Was ist das primäre Ziel oder die Forschungsfrage der Arbeit?
Die Arbeit möchte zeigen, dass Kleist Gewaltmotive nicht nur an die Sprache koppelt, sondern diese Motive als Mittel einer „Inskription“ in den Körper nutzt, wobei sie sich in ihrer Ausgestaltung grundlegend unterscheiden.
Welche wissenschaftliche Methode wird verwendet?
Es handelt sich um eine vergleichende Literaturanalyse, die sowohl textnahe Interpretationen der Dramenszenen als auch die Einbeziehung theoretischer Diskurse (wie Kants „Kritik der Urteilskraft“) nutzt.
Was wird im Hauptteil der Arbeit behandelt?
Der Hauptteil gliedert sich in die sprachliche Untersuchung der Opferfiguren Hally und Achill sowie die Analyse der verarbeiteten Diskurse zu Vergewaltigung und Geschmack.

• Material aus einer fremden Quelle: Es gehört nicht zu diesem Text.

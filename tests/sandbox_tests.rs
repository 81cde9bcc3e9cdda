// End-to-end tests: each run spawns the real `steptrace executor` process

use std::time::Duration;

use steptrace::sandbox::protocol::ExecRequest;
use steptrace::sandbox::{ExecutorCommand, Orchestrator, RunResult, SandboxConfig, TraceLimits};
use steptrace::trace::TraceEvent;

fn orchestrator() -> Orchestrator {
    let executor = ExecutorCommand::steptrace(env!("CARGO_BIN_EXE_steptrace"));
    Orchestrator::new(SandboxConfig::new(executor).with_poll_interval(Duration::from_millis(20)))
}

fn run(source: &str) -> RunResult {
    orchestrator()
        .run(source, "", 50_000, 8.0)
        .expect("Orchestration failed")
}

#[test]
fn test_normal_run() {
    let result = run("x = 1\nx = 2\nprint(x)\n");
    assert_eq!(result.stdout, "2\n");
    assert_eq!(result.stderr, "");
    assert_eq!(result.exit_status, Some(0));
    assert!(result.completed);
    assert!(!result.crashed);
    assert!(!result.timed_out);
    assert_eq!(result.steps as usize, result.events.len());
    assert!(matches!(&result.events[0], TraceEvent::Call { function_name, .. } if function_name == "<module>"));

    let summary = result.summary();
    assert_eq!(summary.events_count, result.events.len());
    assert_eq!(summary.stdout, "2\n");
}

#[test]
fn test_stdin_reaches_the_program() {
    let result = orchestrator()
        .run("line = input()\nprint(line.upper())\n", "shout\n", 1_000, 8.0)
        .unwrap();
    assert_eq!(result.stdout, "SHOUT\n");
}

#[test]
fn test_uncaught_exception() {
    let result = run("a = 1\nb = 0\nc = a / b\n");
    assert_eq!(result.exit_status, Some(1));
    assert!(!result.crashed);
    assert!(result.stderr.contains("ZeroDivisionError: division by zero"));
    assert!(result
        .events
        .iter()
        .any(|event| matches!(event, TraceEvent::Exception { line: 3, .. })));
}

#[test]
fn test_step_budget() {
    let result = orchestrator()
        .run("while True:\n    pass\n", "", 10, 8.0)
        .unwrap();
    assert!(result.timed_out);
    assert!(!result.crashed);
    assert_eq!(result.exit_status, Some(0));
    assert_eq!(result.events.len(), 11);
    assert!(result.events.last().unwrap().is_budget_exceeded());
}

#[test]
fn test_syntax_error_has_no_events() {
    let result = run("def broken(:\n");
    assert!(result.events.is_empty());
    assert_eq!(result.exit_status, Some(1));
    assert!(result.stderr.contains("SyntaxError"));
}

#[test]
fn test_runs_are_isolated() {
    let orchestrator = orchestrator();
    orchestrator.run("import sys\nsys.setrecursionlimit(50)\nleak = 1\n", "", 1_000, 8.0).unwrap();
    let result = orchestrator
        .run(
            "import sys\nprint(sys.getrecursionlimit())\ntry:\n    print(leak)\nexcept NameError:\n    print('clean')\n",
            "",
            1_000,
            8.0,
        )
        .unwrap();
    assert_eq!(result.stdout, "1000\nclean\n");
}

#[cfg(unix)]
#[test]
fn test_abort_is_a_crash() {
    let result = run("import os\nprint('before')\nos.abort()\n");
    assert!(result.crashed);
    assert!(!result.completed);
    assert_eq!(result.signal, Some(libc::SIGABRT));
    assert_eq!(result.exit_status, Some(-libc::SIGABRT));
    assert!(result
        .events
        .iter()
        .any(|event| matches!(event, TraceEvent::Line { line: 3, .. })));
}

#[cfg(unix)]
#[test]
fn test_segfault_is_a_crash() {
    let result = run("import os\nimport signal\nos.kill(os.getpid(), signal.SIGSEGV)\n");
    assert!(result.crashed);
    assert_eq!(result.signal, Some(libc::SIGSEGV));
}

#[cfg(unix)]
#[test]
fn test_sleeping_executor_is_killed() {
    let executor = ExecutorCommand::steptrace(env!("CARGO_BIN_EXE_steptrace"));
    let config = SandboxConfig::new(executor)
        .with_poll_interval(Duration::from_millis(20))
        .with_kill_grace(Some(Duration::from_millis(200)));
    let request = ExecRequest {
        source: "import time\ntime.sleep(30)\n".to_string(),
        stdin: String::new(),
        limits: TraceLimits {
            hard_timeout_secs: 0.2,
            ..TraceLimits::default()
        },
    };
    let result = Orchestrator::new(config).run_request(&request).unwrap();
    assert!(result.killed);
    assert!(result.crashed);
    assert!(!result.completed);
    assert!(result.duration_ms < 10_000);
}

#[cfg(unix)]
#[test]
fn test_signalling_other_processes_is_refused() {
    let result = run("import os\nimport signal\nos.kill(0, signal.SIGTERM)\n");
    assert!(!result.crashed);
    assert!(result.completed);
    assert_eq!(result.exit_status, Some(1));
    assert!(result.stderr.contains("OSError: [Errno 1] Operation not permitted"));

    let result = run(
        "import os\nimport signal\ntry:\n    os.kill(-1, signal.SIGKILL)\nexcept OSError:\n    print('refused')\n",
    );
    assert_eq!(result.stdout, "refused\n");
    assert_eq!(result.exit_status, Some(0));
}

Welche Schlüsselwörter charakterisieren diese Arbeit?
Die Arbeit wird durch Begriffe wie Gewaltmotiv, Sprachliche Inskription, Geschlechterdramaturgie, Ästhetischer Diskurs und Gewaltperformanz charakterisiert.
Warum spielt die Figur Hally eine Sonderrolle in der Analyse?

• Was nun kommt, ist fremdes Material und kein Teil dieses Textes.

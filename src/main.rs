// steptrace: sandboxed step-by-step tracer for a Python teaching subset

use std::fs;
use std::io::{self, IsTerminal, Write};
use std::path::PathBuf;
use std::process;
use std::thread;
use std::time::Duration;

use anyhow::{Context, Result};
use clap::{Args, Parser, Subcommand};
use serde::Serialize;
use tracing::debug;
use tracing_subscriber::EnvFilter;

use steptrace::explain::{annotate, AnnotatedEvent, CommandExplainer, ExplainMode, Explainer};
use steptrace::sandbox::executor::run_executor;
use steptrace::sandbox::orchestrator::RunSummary;
use steptrace::sandbox::protocol::ExecRequest;
use steptrace::sandbox::{ExecutorCommand, Orchestrator, SandboxConfig, TraceLimits};
use steptrace::ui::print_run;

/// Deep recursion in traced programs runs on the executor's main thread
const EXECUTOR_STACK_SIZE: usize = 256 << 20;

#[derive(Debug, Parser)]
#[command(name = "steptrace", version, about = "Trace a Python program line by line in a sandbox")]
struct Cli {
    #[command(subcommand)]
    command: Command,
}

#[derive(Debug, Subcommand)]
enum Command {
    /// Trace a program and print every step
    Run(RunArgs),
    /// Internal: execute one JSON request from stdin
    #[command(hide = true)]
    Executor,
}

#[derive(Debug, Args)]
struct RunArgs {
    /// Program to trace
    file: PathBuf,

    /// File fed to the program's standard input
    #[arg(long)]
    stdin: Option<PathBuf>,

    /// Trace events allowed before the run is cut off
    #[arg(long, env = "STEPTRACE_MAX_STEPS", default_value_t = 50_000)]
    max_steps: u64,

    /// Wall-clock budget in seconds
    #[arg(long, env = "STEPTRACE_TIMEOUT", default_value_t = 8.0)]
    timeout: f64,

    /// Maximum length of a rendered value
    #[arg(long, env = "STEPTRACE_RENDER_LIMIT", default_value_t = steptrace::trace::render::DEFAULT_RENDER_LIMIT)]
    render_limit: usize,

    /// Grace period in seconds past the timeout before the executor is killed
    #[arg(long, env = "STEPTRACE_KILL_GRACE", default_value_t = 2.0)]
    kill_grace: f64,

    /// Never kill the executor, rely on the in-process budget only
    #[arg(long)]
    no_kill: bool,

    /// Print the run as JSON
    #[arg(long)]
    json: bool,

    /// Command that receives each event's prompt on stdin and prints an explanation
    #[arg(long, env = "STEPTRACE_EXPLAIN_CMD")]
    explain_cmd: Option<String>,

    /// Seconds one explain command may run before it is killed
    #[arg(long, env = "STEPTRACE_EXPLAIN_TIMEOUT", default_value_t = 10.0)]
    explain_timeout: f64,

    /// Explain every event, not only the ones that changed something
    #[arg(long, requires = "explain_cmd")]
    explain_all: bool,

    /// Disable colored output
    #[arg(long)]
    no_color: bool,
}

#[derive(Serialize)]
struct JsonReport<'a> {
    summary: RunSummary<'a>,
    steps: u64,
    duration_ms: u64,
    events: Vec<AnnotatedEvent<'a>>,
}

fn init_logging() {
    tracing_subscriber::fmt()
        .with_env_filter(
            EnvFilter::try_from_default_env().unwrap_or_else(|_| EnvFilter::new("steptrace=info")),
        )
        .with_writer(io::stderr)
        .init();
}

fn executor() -> Result<i32> {
    let worker = thread::Builder::new()
        .name("executor".to_string())
        .stack_size(EXECUTOR_STACK_SIZE)
        .spawn(|| run_executor(io::stdin().lock(), io::stdout().lock()))
        .context("failed to start executor thread")?;
    match worker.join() {
        Ok(result) => result,
        Err(_) => anyhow::bail!("executor thread panicked"),
    }
}

fn run(args: RunArgs) -> Result<i32> {
    let source = fs::read_to_string(&args.file)
        .with_context(|| format!("failed to read {}", args.file.display()))?;
    let stdin = match &args.stdin {
        Some(path) => fs::read_to_string(path)
            .with_context(|| format!("failed to read {}", path.display()))?,
        None => String::new(),
    };

    let kill_grace = if args.no_kill {
        None
    } else {
        Some(Duration::try_from_secs_f64(args.kill_grace).context("invalid kill grace")?)
    };
    let executor = ExecutorCommand::current_exe().context("failed to locate steptrace binary")?;
    let orchestrator = Orchestrator::new(SandboxConfig::new(executor).with_kill_grace(kill_grace));

    let request = ExecRequest {
        source,
        stdin,
        limits: TraceLimits {
            max_steps: args.max_steps,
            hard_timeout_secs: args.timeout,
            render_limit: args.render_limit,
            ..TraceLimits::default()
        },
    };
    debug!(file = %args.file.display(), "tracing program");
    let result = orchestrator.run_request(&request)?;

    let explain_timeout =
        Duration::try_from_secs_f64(args.explain_timeout).context("invalid explain timeout")?;
    let explainer = args
        .explain_cmd
        .as_deref()
        .and_then(CommandExplainer::from_command_line)
        .map(|explainer| explainer.with_timeout(explain_timeout));
    let mode = if args.explain_all {
        ExplainMode::All
    } else {
        ExplainMode::OnlyChanges
    };
    let events = annotate(
        &result.events,
        explainer.as_ref().map(|explainer| explainer as &dyn Explainer),
        mode,
    );

    let stdout = io::stdout();
    let mut out = stdout.lock();
    if args.json {
        let report = JsonReport {
            summary: result.summary(),
            steps: result.steps,
            duration_ms: result.duration_ms,
            events,
        };
        serde_json::to_writer_pretty(&mut out, &report)?;
        writeln!(out)?;
    } else {
        let color =
            !args.no_color && std::env::var_os("NO_COLOR").is_none() && stdout.is_terminal();
        print_run(&mut out, &events, &result, color)?;
    }

    Ok(match result.exit_status {
        _ if result.crashed => 2,
        Some(code) if code >= 0 => code,
        _ => 1,
    })
}

fn main() -> Result<()> {
    let cli = Cli::parse();
    init_logging();

    let code = match cli.command {
        Command::Run(args) => run(args)?,
        Command::Executor => executor()?,
    };
    process::exit(code)
}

Hally fungiert im Vergleich zu Achill als stummes, passives Opfer, dessen Körper durch Herrmann und Teuthold instrumentalisiert wird, was ihre sprachliche Abwesenheit zur dramatischen Struktur macht.
Wie unterscheidet sich die Zerreißung Achills von der Zerstückelung Hallys?
Während die Zerstückelung Hallys eine klare politische Funktion als Appell zur Rache erfüllt, ist die Zerreißung Achills durch Penthesilea stark durch eine erotische Ambition und den Kannibalismus-Diskurs geprägt.